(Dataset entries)
+++
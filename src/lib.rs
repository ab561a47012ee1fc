//! Tensile: a whole-program lowering pipeline for tensor object programs.
//!
//! The input is a nested, stateful program: a tree of singly-instantiated
//! objects holding mutable tensor slots and methods, with reference
//! semantics, in-place operator variants, composite operators, and mostly
//! unknown shapes. The output is the same program as a flat, purely
//! functional, alias-free IR: global slots instead of objects, value
//! tensors instead of references, a canonical primitive operator set, and
//! maximally refined static types behind unchanged public signatures.
//!
//! Nine passes run in a fixed order, each verified before it is committed:
//!
//! | stage | pass | effect |
//! |---|---|---|
//! | 1 | prepare | devirtualize method calls, fold importer casts |
//! | 2 | globalize | object tree becomes global slots + free functions |
//! | 3 | inline_slots | provably constant slots become constants |
//! | 4 | reduce_variants | operator families collapse to canonical forms |
//! | 5 | value_semantics | aliasing and mutation compile away |
//! | 6 | decompose | composites expand into primitives |
//! | 7 | refine_types | shapes and dtypes propagate to a fixpoint |
//! | 8 | public_return | declared public result types are restored |
//! | 9 | calling_convention | public signatures flatten to the external contract |
//!
//! The IR model lives in [`tensile_core`], the rewrite rule registries in
//! [`tensile_rules`], and the passes themselves in [`tensile_passes`]; this
//! crate adds the driver, its configuration, and aggregated statistics.
//!
//! # Example
//!
//! ```
//! use tensile::prelude::*;
//!
//! // Net { weight } with one exported method: forward(x) = relu(x * weight).
//! let loc = SourceLoc::unknown();
//! let mut pb = ProgramBuilder::new();
//!
//! let mut fb = FuncBuilder::new("Net::forward", Visibility::Private, loc);
//! let this = fb.param(Type::Class("Net".into()));
//! let x = fb.param(Type::vtensor(&[4], DType::F32));
//! fb.results(vec![Type::vtensor_unknown()]);
//! let w = fb.op1(
//!     OpKind::GetSlot("weight".into()),
//!     vec![this],
//!     Type::vtensor(&[4], DType::F32),
//!     loc,
//! );
//! let p = fb.op1(OpKind::Mul, vec![x, w], Type::vtensor_unknown(), loc);
//! let y = fb.op1(OpKind::Relu, vec![p], Type::vtensor_unknown(), loc);
//! fb.ret(vec![y], loc);
//! let forward = pb.add_function(fb.finish());
//!
//! let net = pb.declare_class("Net", loc);
//! pb.add_data_slot(
//!     net,
//!     "weight",
//!     Type::vtensor(&[4], DType::F32),
//!     ConstValue::Tensor(TensorLit::splat(&[4], DType::F32, 0.5)),
//!     false,
//!     loc,
//! );
//! pb.add_method(net, "forward", forward, true, vec![], loc);
//! pb.set_root(net);
//!
//! let out = Pipeline::new().run(pb.finish()).unwrap();
//! assert!(out.program.hierarchy.is_none());
//! // The frozen weight was inlined; no global state remains.
//! assert!(out.program.globals.is_empty());
//! let f = out.program.find_function("forward").unwrap();
//! assert!(out.program.function(f).is_public());
//! ```

pub mod options;
pub mod pipeline;

pub use options::PipelineOptions;
pub use pipeline::{Pipeline, PipelineError, PipelineOutput, PipelineStats};
pub use tensile_passes::MissPolicy;

pub mod prelude {
    pub use crate::options::PipelineOptions;
    pub use crate::pipeline::{Pipeline, PipelineError, PipelineOutput, PipelineStats};
    pub use tensile_core::ir::{
        FuncBuilder, OpKind, Opcode, Program, ProgramBuilder, VerifyConfig, Visibility,
        verify_program,
    };
    pub use tensile_core::{
        ConstValue, DType, Diagnostic, DiagnosticKind, Severity, SourceLoc, TensorLit, Type,
    };
    pub use tensile_passes::MissPolicy;
    pub use tensile_rules::{DecompositionRegistry, VariantTable};
}
//! Stage 6: decompose composite operators.
//!
//! Composites (`linear`, `softmax`, `mean`, `square`) carry no more
//! information than a handful of primitives; backends that do not
//! implement them directly want the expansion instead. The pass is
//! driven by a [`DecompositionRegistry`]: for each composite it selects
//! the first rule whose legality predicate accepts the concrete operand
//! types and splices in the template, a drop-in with the composite's own
//! result type. Spliced output is re-scanned, so rules may expand into
//! other composites.
//!
//! The allow set narrows which opcodes are attempted at all; the deny
//! set names opcodes that must not survive. A composite left without a
//! legal rule is retained; if it is also denied, the configured policy
//! decides between aborting and a warning.

use crate::analysis::Worklist;
use rustc_hash::FxHashSet;
use tensile_core::ir::{Function, Opcode, Program};
use tensile_core::{BlockId, Diagnostic, DiagnosticKind, OpId, Type, ValueId};
use tensile_rules::{DecompositionRegistry, Expansion, TemplateInput};

/// What happens to a denylisted composite with no legal rule.
#[derive(Debug, Clone, Copy, PartialEq, Eq, Default)]
pub enum MissPolicy {
    /// Abort the pipeline with a decomposition error.
    #[default]
    Fatal,
    /// Keep the op and report a warning.
    Warn,
}

#[derive(Debug, Clone, Default)]
pub struct DecomposeConfig {
    /// Opcodes to attempt; `None` attempts every composite.
    pub allow: Option<FxHashSet<Opcode>>,
    /// Opcodes that must not survive the pass.
    pub deny: FxHashSet<Opcode>,
    pub policy: MissPolicy,
}

#[derive(Debug, Default, Clone, Copy)]
pub struct DecomposeStats {
    pub ops_decomposed: usize,
    pub ops_retained: usize,
}

#[derive(Debug)]
pub struct DecomposeOutput {
    pub program: Program,
    pub stats: DecomposeStats,
    pub warnings: Vec<Diagnostic>,
}

pub struct CompositeDecomposer<'a> {
    program: Program,
    registry: &'a DecompositionRegistry,
    config: DecomposeConfig,
}

impl<'a> CompositeDecomposer<'a> {
    pub fn new(
        program: Program,
        registry: &'a DecompositionRegistry,
        config: DecomposeConfig,
    ) -> CompositeDecomposer<'a> {
        CompositeDecomposer { program, registry, config }
    }

    #[cfg_attr(feature = "profiling", profiling::function)]
    pub fn run(mut self) -> Result<DecomposeOutput, Diagnostic> {
        let mut stats = DecomposeStats::default();
        let mut warnings = Vec::new();
        let ids: Vec<_> = self.program.func_ids().collect();
        for id in ids {
            let func = self.program.function_mut(id);
            decompose_function(func, self.registry, &self.config, &mut stats, &mut warnings)?;
        }
        Ok(DecomposeOutput { program: self.program, stats, warnings })
    }
}

fn decompose_function(
    func: &mut Function,
    registry: &DecompositionRegistry,
    config: &DecomposeConfig,
    stats: &mut DecomposeStats,
    warnings: &mut Vec<Diagnostic>,
) -> Result<(), Diagnostic> {
    let mut worklist: Worklist<(BlockId, OpId)> = Worklist::seeded(
        func.blocks.iter().enumerate().flat_map(|(b, block)| {
            block.ops.iter().map(move |&op| (BlockId::new(b as u32), op))
        }),
    );
    while let Some((block, op)) = worklist.pop() {
        let Some(index) = func.op_index(block, op) else {
            continue;
        };
        let kind = func.op(op).kind.clone();
        if !kind.is_composite() {
            continue;
        }
        let opcode = kind.opcode();
        let loc = func.op(op).loc;

        let attempted = config.allow.as_ref().is_none_or(|set| set.contains(&opcode));
        let selected = if attempted {
            let operand_types: Vec<Type> = func
                .op(op)
                .operands
                .iter()
                .map(|&v| func.value(v).ty.clone())
                .collect();
            let [result] = func.op(op).results[..] else {
                return Err(Diagnostic::internal(
                    loc,
                    &func.name,
                    format!("`{opcode}` does not have exactly one result"),
                ));
            };
            let result_ty = func.value(result).ty.clone();
            registry.select(&kind, &operand_types, &result_ty).map(|(_, ex)| (result, ex))
        } else {
            None
        };

        match selected {
            Some((result, expansion)) => {
                let spliced = splice(func, block, op, index, &expansion)?;
                let replacement =
                    resolve_template_value(func, op, &expansion.result, &spliced, loc)?;
                func.replace_all_uses(result, replacement);
                func.erase_op(op);
                for new_op in spliced {
                    worklist.push((block, new_op));
                }
                stats.ops_decomposed += 1;
            }
            None if config.deny.contains(&opcode) => match config.policy {
                MissPolicy::Fatal => {
                    return Err(Diagnostic::decomposition(
                        loc,
                        &func.name,
                        format!("no legal decomposition for denylisted `{opcode}`"),
                    ));
                }
                MissPolicy::Warn => {
                    warnings.push(Diagnostic::warning(
                        DiagnosticKind::Decomposition,
                        loc,
                        &func.name,
                        format!("no legal decomposition for denylisted `{opcode}`; op retained"),
                    ));
                    stats.ops_retained += 1;
                }
            },
            None => {
                stats.ops_retained += 1;
            }
        }
    }
    Ok(())
}

/// Insert the template's ops ahead of the composite, in template order.
fn splice(
    func: &mut Function,
    block: BlockId,
    composite: OpId,
    index: usize,
    expansion: &Expansion,
) -> Result<Vec<OpId>, Diagnostic> {
    let loc = func.op(composite).loc;
    let mut spliced = Vec::with_capacity(expansion.ops.len());
    for (i, template_op) in expansion.ops.iter().enumerate() {
        let mut operands = Vec::with_capacity(template_op.inputs.len());
        for input in &template_op.inputs {
            operands.push(resolve_template_value(func, composite, input, &spliced, loc)?);
        }
        let new_op = func.insert_op(
            block,
            index + i,
            template_op.kind.clone(),
            operands,
            vec![template_op.result_ty.clone()],
            loc,
        );
        spliced.push(new_op);
    }
    Ok(spliced)
}

fn resolve_template_value(
    func: &Function,
    composite: OpId,
    input: &TemplateInput,
    spliced: &[OpId],
    loc: tensile_core::SourceLoc,
) -> Result<ValueId, Diagnostic> {
    match input {
        TemplateInput::Operand(n) => {
            let Some(&operand) = func.op(composite).operands.get(*n) else {
                return Err(Diagnostic::internal(
                    loc,
                    &func.name,
                    format!("decomposition template names operand {n} that does not exist"),
                ));
            };
            Ok(operand)
        }
        TemplateInput::Emitted(n) => {
            let Some(&op) = spliced.get(*n) else {
                return Err(Diagnostic::internal(
                    loc,
                    &func.name,
                    format!("decomposition template uses emitted op {n} before it exists"),
                ));
            };
            Ok(func.op(op).result(0))
        }
    }
}

#[cfg(test)]
mod tests {
    use super::*;
    use tensile_core::ir::{verify_program, FuncBuilder, OpKind, VerifyConfig, Visibility};
    use tensile_core::{ConstValue, DType, SourceLoc, TensorLit};
    use tensile_rules::{DecomposeRule, ExpansionBuilder};

    fn loc() -> SourceLoc {
        SourceLoc::unknown()
    }

    fn vt(dims: &[i64]) -> Type {
        Type::vtensor(dims, DType::F32)
    }

    fn lit(dims: &[i64]) -> ConstValue {
        ConstValue::Tensor(TensorLit::splat(dims, DType::F32, 1.0))
    }

    fn int_lit(dims: &[i64]) -> ConstValue {
        ConstValue::Tensor(TensorLit::splat(dims, DType::I64, 1.0))
    }

    fn single_op_program(kind: OpKind, input: ConstValue, result: Type) -> Program {
        let mut fb = FuncBuilder::new("f", Visibility::Public, loc());
        fb.results(vec![result.clone()]);
        let x = fb.constant(input, loc());
        let y = fb.op1(kind, vec![x], result, loc());
        fb.ret(vec![y], loc());
        let mut program = Program::new();
        program.add_function(fb.finish());
        program
    }

    fn opcodes(func: &Function) -> Vec<Opcode> {
        func.blocks
            .iter()
            .flat_map(|b| b.ops.iter().map(|&op| func.op(op).kind.opcode()))
            .collect()
    }

    #[test]
    fn square_is_spliced_into_mul() {
        let program = single_op_program(OpKind::Square, lit(&[2]), vt(&[2]));
        let registry = DecompositionRegistry::with_defaults();
        let out = CompositeDecomposer::new(program, &registry, DecomposeConfig::default())
            .run()
            .unwrap();
        assert_eq!(out.stats.ops_decomposed, 1);
        assert_eq!(out.stats.ops_retained, 0);
        assert!(out.warnings.is_empty());

        let func = &out.program.functions[0];
        assert_eq!(opcodes(func), vec![Opcode::Const, Opcode::Mul, Opcode::Return]);
        let mul = func.blocks[0].ops[1];
        let ret = func.blocks[0].ops[2];
        assert_eq!(func.op(ret).operand(0), func.op(mul).result(0));

        let mut program = out.program;
        program.compact().unwrap();
        verify_program(&program, &VerifyConfig::primitive_only()).unwrap();
    }

    #[test]
    fn expansion_output_is_rescanned() {
        // square -> mean -> relu, through two custom rules.
        let mut registry = DecompositionRegistry::empty();
        registry
            .register(Opcode::Square, DecomposeRule {
                name: "square-to-mean",
                legal: |_, _| true,
                expand: |_, operands, result| {
                    let mut ex = ExpansionBuilder::new();
                    let _ = operands;
                    let m = ex.emit(
                        OpKind::Mean { dim: None },
                        vec![TemplateInput::Operand(0)],
                        result.clone(),
                    );
                    Some(ex.finish(m))
                },
            })
            .unwrap();
        registry
            .register(Opcode::Mean, DecomposeRule {
                name: "mean-to-relu",
                legal: |_, _| true,
                expand: |_, _, result| {
                    let mut ex = ExpansionBuilder::new();
                    let r = ex.emit(OpKind::Relu, vec![TemplateInput::Operand(0)], result.clone());
                    Some(ex.finish(r))
                },
            })
            .unwrap();

        let program = single_op_program(OpKind::Square, lit(&[2]), vt(&[2]));
        let out = CompositeDecomposer::new(program, &registry, DecomposeConfig::default())
            .run()
            .unwrap();
        assert_eq!(out.stats.ops_decomposed, 2);
        let func = &out.program.functions[0];
        assert_eq!(opcodes(func), vec![Opcode::Const, Opcode::Relu, Opcode::Return]);
    }

    #[test]
    fn denylisted_miss_is_fatal_by_default() {
        // Integer softmax has no legal rule.
        let program = single_op_program(
            OpKind::Softmax { dim: 0 },
            int_lit(&[2]),
            Type::vtensor(&[2], DType::I64),
        );
        let registry = DecompositionRegistry::with_defaults();
        let config = DecomposeConfig {
            deny: FxHashSet::from_iter([Opcode::Softmax]),
            ..DecomposeConfig::default()
        };
        let err = CompositeDecomposer::new(program, &registry, config).run().unwrap_err();
        assert_eq!(err.kind, DiagnosticKind::Decomposition);
        assert!(err.message.contains("no legal decomposition"));
    }

    #[test]
    fn denylisted_miss_can_downgrade_to_warning() {
        let program = single_op_program(
            OpKind::Softmax { dim: 0 },
            int_lit(&[2]),
            Type::vtensor(&[2], DType::I64),
        );
        let registry = DecompositionRegistry::with_defaults();
        let config = DecomposeConfig {
            deny: FxHashSet::from_iter([Opcode::Softmax]),
            policy: MissPolicy::Warn,
            ..DecomposeConfig::default()
        };
        let out = CompositeDecomposer::new(program, &registry, config).run().unwrap();
        assert_eq!(out.warnings.len(), 1);
        assert!(!out.warnings[0].is_fatal());
        assert_eq!(out.stats.ops_retained, 1);
        let func = &out.program.functions[0];
        assert!(opcodes(func).contains(&Opcode::Softmax));
    }

    #[test]
    fn misses_off_the_denylist_are_retained_silently() {
        let program = single_op_program(
            OpKind::Softmax { dim: 0 },
            int_lit(&[2]),
            Type::vtensor(&[2], DType::I64),
        );
        let registry = DecompositionRegistry::with_defaults();
        let out = CompositeDecomposer::new(program, &registry, DecomposeConfig::default())
            .run()
            .unwrap();
        assert!(out.warnings.is_empty());
        assert_eq!(out.stats.ops_retained, 1);
    }

    #[test]
    fn allow_set_limits_what_is_attempted() {
        let mut fb = FuncBuilder::new("f", Visibility::Public, loc());
        fb.results(vec![vt(&[2]), Type::vtensor(&[], DType::F32)]);
        let x = fb.constant(lit(&[2]), loc());
        let squared = fb.op1(OpKind::Square, vec![x], vt(&[2]), loc());
        let averaged = fb.op1(
            OpKind::Mean { dim: None },
            vec![x],
            Type::vtensor(&[], DType::F32),
            loc(),
        );
        fb.ret(vec![squared, averaged], loc());
        let mut program = Program::new();
        program.add_function(fb.finish());

        let registry = DecompositionRegistry::with_defaults();
        let config = DecomposeConfig {
            allow: Some(FxHashSet::from_iter([Opcode::Square])),
            ..DecomposeConfig::default()
        };
        let out = CompositeDecomposer::new(program, &registry, config).run().unwrap();
        assert_eq!(out.stats.ops_decomposed, 1);
        assert_eq!(out.stats.ops_retained, 1);
        let func = &out.program.functions[0];
        let kinds = opcodes(func);
        assert!(kinds.contains(&Opcode::Mean));
        assert!(!kinds.contains(&Opcode::Square));
    }
}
+++
**ACTION ITEM**
Your task is to quote the lines above, beginning with the first and ending with the one that holds "and aggregated statistics.".

**YOUR RESPONSE**
filename src/lib.rs
repository ab561a47012ee1fc
//! Tensile: a whole-program lowering pipeline for tensor object programs.
//!
//! The input is a nested, stateful program: a tree of singly-instantiated
//! objects holding mutable tensor slots and methods, with reference
//! semantics, in-place operator variants, composite operators, and mostly
//! unknown shapes. The output is the same program as a flat, purely
//! functional, alias-free IR: global slots instead of objects, value
//! tensors instead of references, a canonical primitive operator set, and
//! maximally refined static types behind unchanged public signatures.
//!
//! Nine passes run in a fixed order, each verified before it is committed:
//!
//! | stage | pass | effect |
//! |---|---|---|
//! | 1 | prepare | devirtualize method calls, fold importer casts |
//! | 2 | globalize | object tree becomes global slots + free functions |
//! | 3 | inline_slots | provably constant slots become constants |
//! | 4 | reduce_variants | operator families collapse to canonical forms |
//! | 5 | value_semantics | aliasing and mutation compile away |
//! | 6 | decompose | composites expand into primitives |
//! | 7 | refine_types | shapes and dtypes propagate to a fixpoint |
//! | 8 | public_return | declared public result types are restored |
//! | 9 | calling_convention | public signatures flatten to the external contract |
//!
//! The IR model lives in [`tensile_core`], the rewrite rule registries in
//! [`tensile_rules`], and the passes themselves in [`tensile_passes`]; this
//! crate adds the driver, its configuration, and aggregated statistics.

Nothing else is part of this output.